** Records for processing follows **

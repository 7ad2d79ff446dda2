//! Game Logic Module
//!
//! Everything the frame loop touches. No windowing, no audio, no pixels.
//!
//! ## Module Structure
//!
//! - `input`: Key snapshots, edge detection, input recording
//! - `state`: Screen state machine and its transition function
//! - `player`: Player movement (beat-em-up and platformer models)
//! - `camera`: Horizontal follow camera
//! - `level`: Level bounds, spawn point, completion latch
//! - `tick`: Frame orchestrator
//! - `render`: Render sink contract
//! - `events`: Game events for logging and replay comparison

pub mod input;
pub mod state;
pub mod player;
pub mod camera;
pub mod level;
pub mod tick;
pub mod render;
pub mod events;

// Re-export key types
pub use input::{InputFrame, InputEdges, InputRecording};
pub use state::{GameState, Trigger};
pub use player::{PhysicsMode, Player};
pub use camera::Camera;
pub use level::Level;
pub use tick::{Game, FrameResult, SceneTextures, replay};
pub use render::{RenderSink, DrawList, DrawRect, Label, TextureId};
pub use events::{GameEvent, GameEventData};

** End of Records for processing **

Exercise directions → Quote exactly what appears from the line containing "pub mod camera;" through the final line of the listing above, including both of those lines.

Output for this exercise →
pub mod camera;
pub mod level;
pub mod tick;
pub mod render;
pub mod events;

// Re-export key types
pub use input::{InputFrame, InputEdges, InputRecording};
pub use state::{GameState, Trigger};
pub use player::{PhysicsMode, Player};
pub use camera::Camera;
pub use level::Level;
pub use tick::{Game, FrameResult, SceneTextures, replay};
pub use render::{RenderSink, DrawList, DrawRect, Label, TextureId};
pub use events::{GameEvent, GameEventData};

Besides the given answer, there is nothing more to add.